In a very elegant retrospective study comparing pregnancies in women who had had at least one spontaneous and one ART pregnancy, Romundstad et al. [31] showed that ART pregnancies do worse than spontaneous pregnancies in the same (subfertile) mother (see later). On a population base, ART pregnancies were associated with lower birth weight (25 g; 14 to 35 g), shorter duration (2.0 d; 1.6 to 2.3 d), and increased risk of small for gestational age (SGA) babies (OR 1.3; 1.1 to 1.4) and perinatal mortality (OR 1.3; 1.1 to 1.7), compared to spontaneous conceptions. In the sib-sib comparisons however the differences between the spontaneous and the ART conceptions were smaller and no longer significant: birth weight 9 g (−18 to 36 g), gestational age 0.6 d (−0.5 to 1.7 d). The OR for SGA was 1.0 (0.6 to 1.6) and for perinatal death 0.4 (0.2 to 0.7), in favour of natural conception.

Congenital malformations

Children from pregnancies occurring, either spontaneously or induced, after a period of subfertility, are also at higher risk of congenital malformations [32]. Chung et al. [33] found no effect of etiology of subfertility, dose or type of medication used for stimulation, use of embryo-manipulation techniques, or embryo quality on perinatal outcome [33].

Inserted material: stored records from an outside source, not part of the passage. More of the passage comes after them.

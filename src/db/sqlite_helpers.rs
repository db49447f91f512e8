//! Column conversions for the SQLite schema
//!
//! Flags are 0/1 integers, alias lists and season layouts are JSON text,
//! timestamps are RFC 3339 text. Rows written by hand through the sqlite
//! shell may carry `datetime('now')` timestamps, which are accepted too.

use anyhow::{Result, anyhow};
use chrono::{DateTime, NaiveDateTime, Utc};
use serde::{Serialize, de::DeserializeOwned};

const SQLITE_DATETIME: &str = "%Y-%m-%d %H:%M:%S";

/// Alias list as a JSON array
pub fn vec_to_json<T: Serialize>(items: &[T]) -> String {
    serde_json::to_string(items).unwrap_or_else(|_| String::from("[]"))
}

/// Alias list from a JSON array; a corrupt value reads as no aliases
pub fn json_to_vec<T: DeserializeOwned>(raw: &str) -> Vec<T> {
    serde_json::from_str(raw).unwrap_or_default()
}

pub fn to_json<T: Serialize>(value: &T) -> String {
    serde_json::to_string(value).unwrap_or_else(|_| String::from("null"))
}

pub fn now_iso8601() -> String {
    datetime_to_str(Utc::now())
}

pub fn datetime_to_str(at: DateTime<Utc>) -> String {
    at.to_rfc3339()
}

pub fn datetime_opt_to_str(at: Option<DateTime<Utc>>) -> Option<String> {
    at.map(datetime_to_str)
}

pub fn str_to_datetime(raw: &str) -> Result<DateTime<Utc>> {
    if let Ok(at) = DateTime::parse_from_rfc3339(raw) {
        return Ok(at.with_timezone(&Utc));
    }
    NaiveDateTime::parse_from_str(raw, SQLITE_DATETIME)
        .map(|naive| naive.and_utc())
        .map_err(|e| anyhow!("Invalid timestamp {:?}: {}", raw, e))
}

/// Nullable timestamp column; an empty string counts as NULL
pub fn str_to_datetime_opt(raw: Option<&str>) -> Result<Option<DateTime<Utc>>> {
    raw.filter(|s| !s.is_empty()).map(str_to_datetime).transpose()
}

pub fn bool_to_int(flag: bool) -> i32 {
    i32::from(flag)
}

pub fn int_to_bool(value: i32) -> bool {
    value != 0
}

/// Season, episode and absolute numbers are stored as INTEGER
pub fn int_to_u32(value: i64, column: &str) -> Result<u32> {
    u32::try_from(value).map_err(|_| anyhow!("{} out of range: {}", column, value))
}

/// Surface a conversion failure from a `FromRow` impl
pub fn decode_err(e: anyhow::Error) -> sqlx::Error {
    sqlx::Error::Decode(e.into())
}
impl ScanEngine {
    pub fn new(
        shows: Arc<dyn ShowRepository>,
        search: Arc<dyn SearchProvider>,
        state: Arc<ScanStateStore>,
        settings: ScanSettings,
    ) -> Self {
        Self {
            shows,
            search,
            state,
            settings,
        }
    }

    pub fn state(&self) -> &Arc<ScanStateStore> {
        &self.state
    }

    /// Validate the target and claim the scan singleton
    pub async fn begin(&self, target: ScanTarget) -> ScanResult<ScanTicket> {
        let (status, current_show_id) = match target {
            ScanTarget::Show(id) => {
                let show = self
                    .shows
                    .get_show(id)
                    .await?
                    .ok_or(ScanError::ShowNotFound(id))?;
                (format!("Scanning {}", show.title), Some(id))
            }
            ScanTarget::All => ("Scanning all shows".to_string(), None),
        };

        match self.state.try_begin(status, current_show_id).await? {
            Some(state) => {
                info!(scan_target = ?target, run_id = state.run_id, "Scan started");
                Ok(ScanTicket {
                    run_id: state.run_id,
                    target,
                })
            }
            None => Err(ScanError::AlreadyScanning),
        }
    }

    /// Claim the singleton and run the scan to completion
    pub async fn scan(&self, target: ScanTarget) -> ScanResult<ScanSummary> {
        let ticket = self.begin(target).await?;
        Ok(self.run(ticket).await)
    }

    /// Run a scan claimed by [`begin`](Self::begin)
    pub async fn run(&self, ticket: ScanTicket) -> ScanSummary {
        let guard = StoreGuard::new(self.state.clone(), ticket.run_id);
        self.run_with_guard(ticket, &guard).await
    }

    pub async fn run_with_guard(&self, ticket: ScanTicket, guard: &dyn ScanGuard) -> ScanSummary {
        let mut summary = match ticket.target {
            ScanTarget::Show(id) => self.run_single(ticket.run_id, id, guard).await,
            ScanTarget::All => self.run_batch(ticket.run_id, guard).await,
        };

        // A stop that landed during the last search still ends as stopped
        if !summary.cancelled && matches!(self.state.is_active(ticket.run_id).await, Ok(false)) {
            summary.cancelled = true;
            summary.final_status = STATUS_STOPPED.to_string();
        }

        match self.state.finish_run(ticket.run_id, summary.final_status.clone()).await {
            Ok(true) => {}
            Ok(false) => warn!(run_id = ticket.run_id, "Scan was superseded, final state not written"),
            Err(e) => {
                error!(error = %e, "Failed to persist final scan state");
                self.state.invalidate_cache();
            }
        }

        info!(
            scan_target = ?ticket.target,
            run_id = ticket.run_id,
            status = %summary.final_status,
            shows = summary.reports.len(),
            failed = summary.failures.len(),
            found = summary.episodes_found(),
            "Scan finished"
        );
        summary
    }

    async fn run_single(&self, run_id: i64, show_id: i64, guard: &dyn ScanGuard) -> ScanSummary {
        let mut summary = ScanSummary::new(ScanTarget::Show(show_id));

        match self.scan_show(run_id, show_id, guard).await {
            Ok(report) => {
                if report.stop_reason == StopReason::Cancelled {
                    summary.cancelled = true;
                    summary.final_status = STATUS_STOPPED.to_string();
                }
                summary.reports.push(report);
            }
            Err(e) => {
                error!(show_id, error = %e, "Show scan failed");
                summary.final_status = format!("Error: {}", e);
                summary.failures.push(ShowScanFailure {
                    show_id,
                    error: e.to_string(),
                });
            }
        }

        summary
    }

    async fn run_batch(&self, run_id: i64, guard: &dyn ScanGuard) -> ScanSummary {
        let mut summary = ScanSummary::new(ScanTarget::All);

        let shows = match self.shows.list_shows().await {
            Ok(shows) => shows,
            Err(e) => {
                error!(error = %e, "Failed to list shows for batch scan");
                summary.final_status = format!("Error: {}", ScanError::from(e));
                return summary;
            }
        };

        let total = shows.len();
        info!(total, "Starting batch scan");

        for (index, show) in shows.iter().enumerate() {
            if !guard.should_continue().await {
                summary.cancelled = true;
                break;
            }

            let status = format!("[{}/{}] {}", index + 1, total, show.title);
            match self
                .state
                .write_if_scanning(run_id, ScanStatePatch::progress(status, Some(show.id)))
                .await
            {
                Ok(Some(_)) => {}
                Ok(None) => {
                    summary.cancelled = true;
                    break;
                }
                Err(e) => warn!(show_id = show.id, error = %e, "Failed to record scan progress"),
            }

            match self.scan_show(run_id, show.id, guard).await {
                Ok(report) => {
                    let cancelled = report.stop_reason == StopReason::Cancelled;
                    summary.reports.push(report);
                    if cancelled {
                        summary.cancelled = true;
                        break;
                    }
                }
                Err(e) => {
                    error!(show_id = show.id, title = %show.title, error = %e, "Show scan failed, continuing with next show");
                    summary.failures.push(ShowScanFailure {
                        show_id: show.id,
                        error: e.to_string(),
                    });
                }
            }
        }

        summary.final_status = if summary.cancelled {
            STATUS_STOPPED.to_string()
        } else if !summary.failures.is_empty() {
            format!("Scan completed with errors ({})", summary.failures.len())
        } else {
            STATUS_COMPLETED.to_string()
        };
        summary
    }

    /// Scan one show as part of run `run_id`. Never touches the scanning
    /// flag itself.
    pub async fn scan_show(
        &self,
        run_id: i64,
        show_id: i64,
        guard: &dyn ScanGuard,
    ) -> ScanResult<ShowScanReport> {
        let show = self
            .shows
            .get_show(show_id)
            .await?
            .ok_or(ScanError::ShowNotFound(show_id))?;
        let episodes = self.shows.list_episodes(show_id).await?;
        let plan = ScanPlan::new(&show, &episodes);

        debug!(
            show_id,
            min = plan.min_absolute,
            max = plan.max_absolute,
            highest = plan.highest_downloaded,
            "Planned show scan"
        );

        let mut report = ShowScanReport {
            show_id,
            title: show.title.clone(),
            searched: 0,
            found: Vec::new(),
            stop_reason: StopReason::RangeExhausted,
        };

        if plan.is_complete() {
            info!(show_id, title = %show.title, "All episodes in range downloaded");
            self.shows.set_last_scanned(show_id, Utc::now()).await?;
            report.stop_reason = StopReason::UpToDate;
            return Ok(report);
        }

        let mut consecutive_failures = 0u32;

        for absolute in plan.next_candidate..=plan.max_absolute {
            if !guard.should_continue().await {
                report.stop_reason = StopReason::Cancelled;
                break;
            }
            if plan.is_downloaded(absolute) {
                continue;
            }

            let (season, episode) = show.episodes_per_season.to_season_episode(absolute);
            let status = format!("Searching {} S{:02}E{:02}", show.title, season, episode);
            if self
                .state
                .write_if_scanning(run_id, ScanStatePatch::progress(status, Some(show_id)))
                .await?
                .is_none()
            {
                report.stop_reason = StopReason::Cancelled;
                break;
            }

            report.searched += 1;
            let query = EpisodeQuery::for_show(&show, season, episode, absolute);

            match self.search_episode(&query).await {
                SearchOutcome::Found(best) => {
                    self.shows
                        .upsert_episode(show_id, absolute, EpisodeUpdate::downloaded(best.magnet_link.clone()))
                        .await?;
                    info!(
                        show_id,
                        season,
                        episode,
                        absolute,
                        release = %best.title,
                        seeders = best.seeders,
                        quality = %best.quality,
                        "Episode found"
                    );
                    report.found.push(absolute);
                    consecutive_failures = 0;
                }
                SearchOutcome::NotFound => {
                    info!(show_id, season, episode, absolute, "No release found");
                    consecutive_failures += 1;
                }
                SearchOutcome::Failed(e) => {
                    error!(show_id, season, episode, absolute, error = %e, "Episode search failed");
                    consecutive_failures += 1;
                }
            }

            if consecutive_failures >= self.settings.max_consecutive_failures {
                info!(show_id, consecutive_failures, "Failure limit reached, moving on");
                report.stop_reason = StopReason::FailureLimit;
                break;
            }

            if absolute < plan.max_absolute {
                tokio::time::sleep(self.settings.episode_delay).await;
            }
        }

        if report.stop_reason != StopReason::Cancelled {
            self.shows.set_last_scanned(show_id, Utc::now()).await?;
        }

        Ok(report)
    }

    /// Search one episode with the configured timeout
    pub async fn search_episode(&self, query: &EpisodeQuery) -> SearchOutcome {
        let result = tokio::time::timeout(self.settings.search_timeout, self.search.search(query)).await;

        match result {
            Err(_) => SearchOutcome::Failed(ScanError::SearchTransientFailure(format!(
                "{} timed out after {}s",
                self.search.name(),
                self.settings.search_timeout.as_secs()
            ))),
            Ok(Err(e)) => SearchOutcome::Failed(ScanError::SearchTransientFailure(format!("{:#}", e))),
            Ok(Ok(candidates)) => match select_best(&candidates) {
                Some(best) => SearchOutcome::Found(best.clone()),
                None => SearchOutcome::NotFound,
            },
        }
    }
}
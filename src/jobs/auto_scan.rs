//! Periodic scan of every show

use tracing::{debug, error, info};

use crate::error::ScanError;
use crate::services::{ScanController, ScanTarget};

/// Kick off a batch scan unless one is already running
pub async fn run_auto_scan(controller: &ScanController) {
    match controller.request_start(ScanTarget::All).await {
        Ok(_) => info!("Automatic scan started"),
        Err(ScanError::AlreadyScanning) => debug!("Scan already running, skipping automatic scan"),
        Err(e) => error!(error = %e, "Failed to start automatic scan"),
    }
}
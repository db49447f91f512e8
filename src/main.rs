//! Kiroku server
//!
//! Serves the REST API and runs scheduled episode scans.

use std::net::SocketAddr;
use std::sync::Arc;

use anyhow::{Context, Result};
use tracing::{info, warn};
use tracing_subscriber::{layer::SubscriberExt, util::SubscriberInitExt};

use kiroku::AppState;
use kiroku::app::build_app;
use kiroku::config::Config;
use kiroku::db::Database;
use kiroku::indexer::TorznabSearchProvider;
use kiroku::jobs;
use kiroku::services::{ScanController, ScanEngine, ScanStateStore, StopOutcome};

fn init_tracing(json: bool) {
    let filter = tracing_subscriber::EnvFilter::try_from_default_env()
        .unwrap_or_else(|_| "kiroku=debug,tower_http=info".into());
    let registry = tracing_subscriber::registry().with(filter);

    if json {
        registry.with(tracing_subscriber::fmt::layer().json()).init();
    } else {
        registry.with(tracing_subscriber::fmt::layer()).init();
    }
}

async fn shutdown_signal(controller: Arc<ScanController>) {
    if let Err(e) = tokio::signal::ctrl_c().await {
        warn!(error = %e, "Failed to listen for shutdown signal");
        std::future::pending::<()>().await;
    }

    info!("Shutdown signal received");
    match controller.request_stop().await {
        Ok(StopOutcome::Stopped) => info!("Stopped running scan"),
        Ok(StopOutcome::NotRunning) => {}
        Err(e) => warn!(error = %e, "Failed to stop running scan"),
    }
}

#[tokio::main]
async fn main() -> Result<()> {
    dotenvy::dotenv().ok();

    let config = Arc::new(Config::from_env()?);
    init_tracing(config.log_json);

    info!("Starting Kiroku");

    let db = Database::connect(&config.database_path).await?;
    db.migrate().await?;
    info!(path = %config.database_path, "Database ready");

    let scan_state = Arc::new(ScanStateStore::new(
        Arc::new(db.scan_state()),
        config.scan.state_options(),
    ));
    if scan_state.recover_interrupted().await? {
        warn!("Previous scan did not finish cleanly and was reset");
    }

    let search = Arc::new(TorznabSearchProvider::new(
        &config.search_feed_url,
        config.search_api_key.clone(),
        config.scan.search_timeout,
    )?);

    let engine = Arc::new(ScanEngine::new(
        Arc::new(db.shows()),
        search,
        scan_state,
        config.scan.engine_settings(),
    ));
    let controller = Arc::new(ScanController::new(engine));

    let _scheduler = jobs::start_scheduler(controller.clone(), &config.scan.schedule).await?;

    let state = AppState {
        config: config.clone(),
        db,
        scans: controller.clone(),
    };
    let app = build_app(state);

    let addr: SocketAddr = format!("{}:{}", config.host, config.port)
        .parse()
        .context("Invalid HOST/PORT")?;
    info!(%addr, "Listening");

    let listener = tokio::net::TcpListener::bind(addr).await?;
    axum::serve(listener, app)
        .with_graceful_shutdown(shutdown_signal(controller))
        .await?;

    Ok(())
}
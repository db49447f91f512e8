//! Liveness and readiness probes

use axum::{Json, Router, extract::State, http::StatusCode, routing::get};
use serde::Serialize;

use crate::AppState;

#[derive(Serialize)]
pub struct Liveness {
    pub status: &'static str,
    pub version: &'static str,
}

/// Readiness of the pieces a scan depends on
#[derive(Serialize)]
pub struct Readiness {
    pub ready: bool,
    pub database: bool,
    /// `None` when the scan state row could not be read
    pub scanning: Option<bool>,
}

async fn healthz() -> Json<Liveness> {
    Json(Liveness {
        status: "healthy",
        version: env!("CARGO_PKG_VERSION"),
    })
}

/// 503 until both the pool and the scan state row answer
async fn readyz(State(state): State<AppState>) -> (StatusCode, Json<Readiness>) {
    let database = state.db.ping().await.is_ok();
    let scanning = match state.scans.get_status().await {
        Ok(status) => Some(status.is_scanning),
        Err(_) => None,
    };

    let ready = database && scanning.is_some();
    let code = if ready {
        StatusCode::OK
    } else {
        StatusCode::SERVICE_UNAVAILABLE
    };

    (
        code,
        Json(Readiness {
            ready,
            database,
            scanning,
        }),
    )
}

pub fn router() -> Router<AppState> {
    Router::new()
        .route("/healthz", get(healthz))
        .route("/readyz", get(readyz))
}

In a Dutch registry study, major birth defects in 4224 ART children were compared to 314,605 naturally conceived children [34]. Major birth defect rates were 3.2 % and 2.7 % for ART and naturally conceived children respectively, but the significance of the difference disappeared after adjustment for maternal age, parity and ethnicity. Hansen et al. [35] compared major birth defects in IVF children (8.6 %), ICSI children (9.0 %) and naturally conceived children (4.2 %) respectively. The difference between the ART children and the latter group was significant, but the study was criticised since the group of mothers of naturally conceived children was younger, had a higher parity and was of an ethnically more varied composition. In a Danish registry study using singletons born of fertile couples as a reference, singletons born of subfertile couples who conceived naturally [HR 1.2 (1.1 to 1.4)] or after treatment [HR 1.4 (1.2 to 1.6)] had a higher prevalence of congenital malformations; the overall prevalence of congenital malformations increased with increasing time to pregnancy [26]. The authors conclude that “although subfertile couples who conceive naturally may differ from those who seek subfertility treatment in more than care seeking behaviour, they are a more appropriate reference group than fertile couples” (Table 1).

Table 1.

Hazard ratios (95 % C.I.) of congenital malformations in singletons conceived either spontaneously or after subfertility treatment according the time to pregnancy [26]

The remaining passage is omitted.